Actu-Transport-Logistique.fr | Fluvial | publié le : 17.02.2017

fluvial

En 2016, les trafics fluviaux chutent de 8,5 % avec 6,8 Md t-km.

Crédit photo CBRE

En 2016, la récolte de céréales a affiché une baisse historique. Une dégringolade qui a lourdement impacté le transport fluvial de marchandises. C’est du moins ce qui ressort du bilan annuel publié par Voies navigables de France (VNF) le 15 février.

Après un excès d’eau et un manque d’ensoleillement mi-2016 suivis d’une période de sécheresse à l’été, la campagne céréalière de l’an dernier a été l’une des pires de son histoire. Par répercussion, le transport fluvial de marchandises en a lourdement pâti. "Cette baisse conjoncturelle aura également des conséquences sur le premier semestre 2017", indique Voies navigables de France (VNF) dans son bilan annuel publié le 15 février.

En effet, en 2016, les trafics fluviaux chutent de 8,5 %, avec 6,8 Md t-km. En volume, cela s’est traduit par une baisse de 1,1 %, avec 52,7 Mt. Un ralentissement qui s’est autant fait sentir à l’import (- 8,2 %), à l’export (- 7,4 %), que sur les trafics intérieurs (- 9 %).

La filière énergie se contracte aussi

Si la filière agroalimentaire a globalement reculé de 19 %, la contraction de 13,6 % de la filière énergie a également participé à la diminution de l’activité fluviale. "Les fermetures des centrales à charbon, particulièrement celle de Vitry-sur-Seine, induisent une évolution structurelle de l’activité de la filière tandis que la diminution des flux de produits pétroliers est un phénomène beaucoup plus conjoncturel", distingue VNF.

Même tendance sur le segment de la métallurgie (- 10,4 %) qui a durement pénalisé les résultats du bassin de la Moselle (- 11,9 % en t-km).

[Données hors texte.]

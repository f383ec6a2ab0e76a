// ABOUTME: JWT-based session and invite tokens plus bcrypt password hashing
// ABOUTME: Handles token minting, purpose/audience/expiry validation, and blocking hash work
//
// SPDX-License-Identifier: MIT OR Apache-2.0
// Copyright (c) 2025 Gymn

//! # Authentication and Session Management
//!
//! Two kinds of HS256 tokens share one secret and are told apart by their
//! `purpose` claim: login sessions and new-account invites. An invite token is
//! scoped to the email it was sent to and cannot be used as a session.

use std::fmt::{self, Display, Formatter};

use chrono::{DateTime, Duration, Utc};
use jsonwebtoken::errors::ErrorKind;
use jsonwebtoken::{decode, encode, Algorithm, DecodingKey, EncodingKey, Header, Validation};
use serde::{Deserialize, Serialize};
use tokio::task;
use uuid::Uuid;

use crate::config::AuthConfig;
use crate::constants::auth::{TOKEN_AUDIENCE, TOKEN_ISSUER};
use crate::errors::{AppError, AppResult, ErrorCode};
use crate::models::Account;

/// What a token may be used for
#[derive(Debug, Clone, Copy, PartialEq, Eq, Serialize, Deserialize)]
#[serde(rename_all = "lowercase")]
pub enum TokenPurpose {
    /// Logged-in session
    Session,
    /// Completing an invited account
    Invite,
}

impl Display for TokenPurpose {
    fn fmt(&self, f: &mut Formatter<'_>) -> fmt::Result {
        match self {
            Self::Session => write!(f, "session"),
            Self::Invite => write!(f, "invite"),
        }
    }
}

/// `JWT` validation error with detailed information
#[derive(Debug, Clone)]
pub enum JwtValidationError {
    /// Token has expired
    TokenExpired {
        /// When the token expired
        expired_at: DateTime<Utc>,
        /// Current time for reference
        current_time: DateTime<Utc>,
    },
    /// Token signature, audience or issuer is invalid
    TokenInvalid {
        /// Reason for invalidity
        reason: String,
    },
    /// Token is malformed (not proper `JWT` format)
    TokenMalformed {
        /// Details about malformation
        details: String,
    },
    /// Token was minted for another purpose
    WrongPurpose {
        /// Purpose the caller required
        expected: TokenPurpose,
        /// Purpose carried by the token
        found: TokenPurpose,
    },
}

impl Display for JwtValidationError {
    fn fmt(&self, f: &mut Formatter<'_>) -> fmt::Result {
        match self {
            Self::TokenExpired {
                expired_at,
                current_time,
            } => {
                let minutes = current_time.signed_duration_since(*expired_at).num_minutes();
                write!(
                    f,
                    "JWT token expired {minutes} minutes ago at {}",
                    expired_at.format("%Y-%m-%d %H:%M:%S UTC")
                )
            }
            Self::TokenInvalid { reason } => write!(f, "JWT token is invalid: {reason}"),
            Self::TokenMalformed { details } => write!(f, "JWT token is malformed: {details}"),
            Self::WrongPurpose { expected, found } => {
                write!(f, "JWT token purpose is {found}, expected {expected}")
            }
        }
    }
}

impl std::error::Error for JwtValidationError {}

impl From<JwtValidationError> for AppError {
    fn from(error: JwtValidationError) -> Self {
        let code = if matches!(error, JwtValidationError::TokenExpired { .. }) {
            ErrorCode::AuthExpired
        } else {
            ErrorCode::AuthInvalid
        };
        Self::new(code, error.to_string()).with_title("Unauthorized")
    }
}

/// `JWT` claims shared by session and invite tokens
#[derive(Debug, Clone, Serialize, Deserialize)]
pub struct Claims {
    /// Account `ID`
    pub sub: String,
    /// Account email
    pub email: String,
    /// Issued at timestamp
    pub iat: i64,
    /// Expiration timestamp
    pub exp: i64,
    /// Audience (who the token is intended for)
    pub aud: String,
    /// Issuer
    pub iss: String,
    /// Session or invite
    pub purpose: TokenPurpose,
    /// Unique token id
    pub jti: String,
}

impl Claims {
    /// Account id carried in `sub`
    ///
    /// # Errors
    ///
    /// Returns `AuthInvalid` if `sub` is not a UUID
    pub fn account_id(&self) -> AppResult<Uuid> {
        Uuid::parse_str(&self.sub)
            .map_err(|_| AppError::auth_invalid("Token subject is not a valid account id"))
    }
}

/// A freshly minted login session
#[derive(Debug, Clone, Serialize, Deserialize)]
pub struct Session {
    /// Bearer token
    pub token: String,
    /// Account the session belongs to
    pub user_id: Uuid,
    /// Account email
    pub email: String,
    /// When the token stops being accepted
    pub expires_at: DateTime<Utc>,
}

/// Authentication manager for `JWT` tokens and password hashes
#[derive(Clone)]
pub struct AuthManager {
    encoding_key: EncodingKey,
    decoding_key: DecodingKey,
    session_expiry_hours: i64,
    invite_expiry_hours: i64,
    bcrypt_cost: u32,
}

impl AuthManager {
    /// Create a new authentication manager
    #[must_use]
    pub fn new(
        secret: &[u8],
        session_expiry_hours: i64,
        invite_expiry_hours: i64,
        bcrypt_cost: u32,
    ) -> Self {
        Self {
            encoding_key: EncodingKey::from_secret(secret),
            decoding_key: DecodingKey::from_secret(secret),
            session_expiry_hours,
            invite_expiry_hours,
            bcrypt_cost,
        }
    }

    /// Create from configuration
    #[must_use]
    pub fn from_config(config: &AuthConfig) -> Self {
        Self::new(
            config.jwt_secret.as_bytes(),
            config.jwt_expiry_hours,
            config.invite_expiry_hours,
            config.bcrypt_cost,
        )
    }

    fn mint(
        &self,
        account_id: Uuid,
        email: &str,
        purpose: TokenPurpose,
        lifetime: Duration,
    ) -> AppResult<(String, DateTime<Utc>)> {
        let now = Utc::now();
        let expires_at = now + lifetime;
        let claims = Claims {
            sub: account_id.to_string(),
            email: email.to_lowercase(),
            iat: now.timestamp(),
            exp: expires_at.timestamp(),
            aud: TOKEN_AUDIENCE.to_owned(),
            iss: TOKEN_ISSUER.to_owned(),
            purpose,
            jti: Uuid::new_v4().to_string(),
        };

        let token = encode(&Header::new(Algorithm::HS256), &claims, &self.encoding_key)
            .map_err(|e| AppError::internal(format!("Failed to sign token: {e}")))?;
        Ok((token, expires_at))
    }

    /// Create a login session for a verified account
    ///
    /// # Errors
    ///
    /// Returns an error if signing fails
    pub fn create_session(&self, account: &Account) -> AppResult<Session> {
        let (token, expires_at) = self.mint(
            account.id,
            &account.email,
            TokenPurpose::Session,
            Duration::hours(self.session_expiry_hours),
        )?;
        Ok(Session {
            token,
            user_id: account.id,
            email: account.email.clone(),
            expires_at,
        })
    }

    /// Mint the access token embedded in an invite link
    ///
    /// # Errors
    ///
    /// Returns an error if signing fails
    pub fn generate_invite_token(&self, account: &Account) -> AppResult<String> {
        self.generate_token_with_lifetime(
            account,
            TokenPurpose::Invite,
            Duration::hours(self.invite_expiry_hours),
        )
    }

    /// Mint a token with an explicit lifetime (negative lifetimes yield expired tokens)
    ///
    /// # Errors
    ///
    /// Returns an error if signing fails
    pub fn generate_token_with_lifetime(
        &self,
        account: &Account,
        purpose: TokenPurpose,
        lifetime: Duration,
    ) -> AppResult<String> {
        self.mint(account.id, &account.email, purpose, lifetime)
            .map(|(token, _)| token)
    }

    /// Validate a token and require a purpose
    ///
    /// # Errors
    ///
    /// Returns a [`JwtValidationError`] when the token is malformed, forged,
    /// expired or minted for another purpose
    pub fn validate_token_detailed(
        &self,
        token: &str,
        expected: TokenPurpose,
    ) -> Result<Claims, JwtValidationError> {
        let mut validation = Validation::new(Algorithm::HS256);
        validation.validate_exp = false;
        validation.set_audience(&[TOKEN_AUDIENCE]);
        validation.set_issuer(&[TOKEN_ISSUER]);

        let claims = decode::<Claims>(token, &self.decoding_key, &validation)
            .map(|data| data.claims)
            .map_err(|e| convert_jwt_error(&e))?;

        let current_time = Utc::now();
        if current_time.timestamp() >= claims.exp {
            let expired_at = DateTime::from_timestamp(claims.exp, 0).unwrap_or(current_time);
            tracing::debug!(user = %claims.sub, purpose = %claims.purpose, "Rejected expired token");
            return Err(JwtValidationError::TokenExpired {
                expired_at,
                current_time,
            });
        }

        if claims.purpose != expected {
            return Err(JwtValidationError::WrongPurpose {
                expected,
                found: claims.purpose,
            });
        }

        Ok(claims)
    }

    /// Validate a session token
    ///
    /// # Errors
    ///
    /// Returns `AuthInvalid` or `AuthExpired`
    pub fn validate_session(&self, token: &str) -> AppResult<Claims> {
        Ok(self.validate_token_detailed(token, TokenPurpose::Session)?)
    }

    /// Validate an invite token and require it to be scoped to `email`
    ///
    /// # Errors
    ///
    /// Returns `AuthInvalid` or `AuthExpired`; a token for another email is `AuthInvalid`
    pub fn validate_invite(&self, token: &str, email: &str) -> AppResult<Claims> {
        let claims = self.validate_token_detailed(token, TokenPurpose::Invite)?;
        if !claims.email.eq_ignore_ascii_case(email.trim()) {
            return Err(AppError::auth_invalid("Invite token was issued for another email")
                .with_title("Unauthorized"));
        }
        Ok(claims)
    }

    /// Hash a password on the blocking pool
    ///
    /// # Errors
    ///
    /// Returns an internal error if hashing fails
    pub async fn hash_password(&self, password: &str) -> AppResult<String> {
        let password = password.to_owned();
        let cost = self.bcrypt_cost;
        task::spawn_blocking(move || bcrypt::hash(password, cost))
            .await
            .map_err(|e| AppError::internal(format!("Password hashing task failed: {e}")))?
            .map_err(|e| AppError::internal(format!("Password hashing failed: {e}")))
    }

    /// Check a password against a stored hash on the blocking pool
    ///
    /// # Errors
    ///
    /// Returns an internal error if the hash is unreadable
    pub async fn verify_password(&self, password: &str, hash: &str) -> AppResult<bool> {
        let password = password.to_owned();
        let hash = hash.to_owned();
        task::spawn_blocking(move || bcrypt::verify(password, &hash))
            .await
            .map_err(|e| AppError::internal(format!("Password verification task failed: {e}")))?
            .map_err(|e| AppError::internal(format!("Password verification failed: {e}")))
    }
}

/// Convert JWT library errors to detailed validation errors
fn convert_jwt_error(e: &jsonwebtoken::errors::Error) -> JwtValidationError {
    match e.kind() {
        ErrorKind::InvalidSignature => JwtValidationError::TokenInvalid {
            reason: "Token signature verification failed".into(),
        },
        ErrorKind::InvalidAudience => JwtValidationError::TokenInvalid {
            reason: "Token audience mismatch".into(),
        },
        ErrorKind::InvalidIssuer => JwtValidationError::TokenInvalid {
            reason: "Token issuer mismatch".into(),
        },
        ErrorKind::InvalidToken => JwtValidationError::TokenMalformed {
            details: "Token format is invalid".into(),
        },
        ErrorKind::Base64(base64_err) => JwtValidationError::TokenMalformed {
            details: format!("Token contains invalid base64: {base64_err}"),
        },
        ErrorKind::Json(json_err) => JwtValidationError::TokenMalformed {
            details: format!("Token contains invalid JSON: {json_err}"),
        },
        _ => JwtValidationError::TokenInvalid {
            reason: format!("Token validation failed: {e}"),
        },
    }
}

Les résultats de la filière engrais-chimie sont restés stables (- 0,5 %), avec une évolution légèrement favorable concernant la chimie (+ 0,4 %), en particulier sur le Rhin (+ 11,9 %) et la Seine  (+ 1,6 %).

Le marché de la construction à la hausse

Deux marchés ont cependant tiré leur épingle du jeu en 2016. L’augmentation de 5,4 % de la filière matériaux de construction s’est traduite par un accroissement de 2,5 % des trafics sur la Seine, dopés par une augmentation de l’activité travaux publics, et de 23,5 % sur le bassin rhénan qui a profité de la reprise des exportations de sable et de gravier au départ des ports français.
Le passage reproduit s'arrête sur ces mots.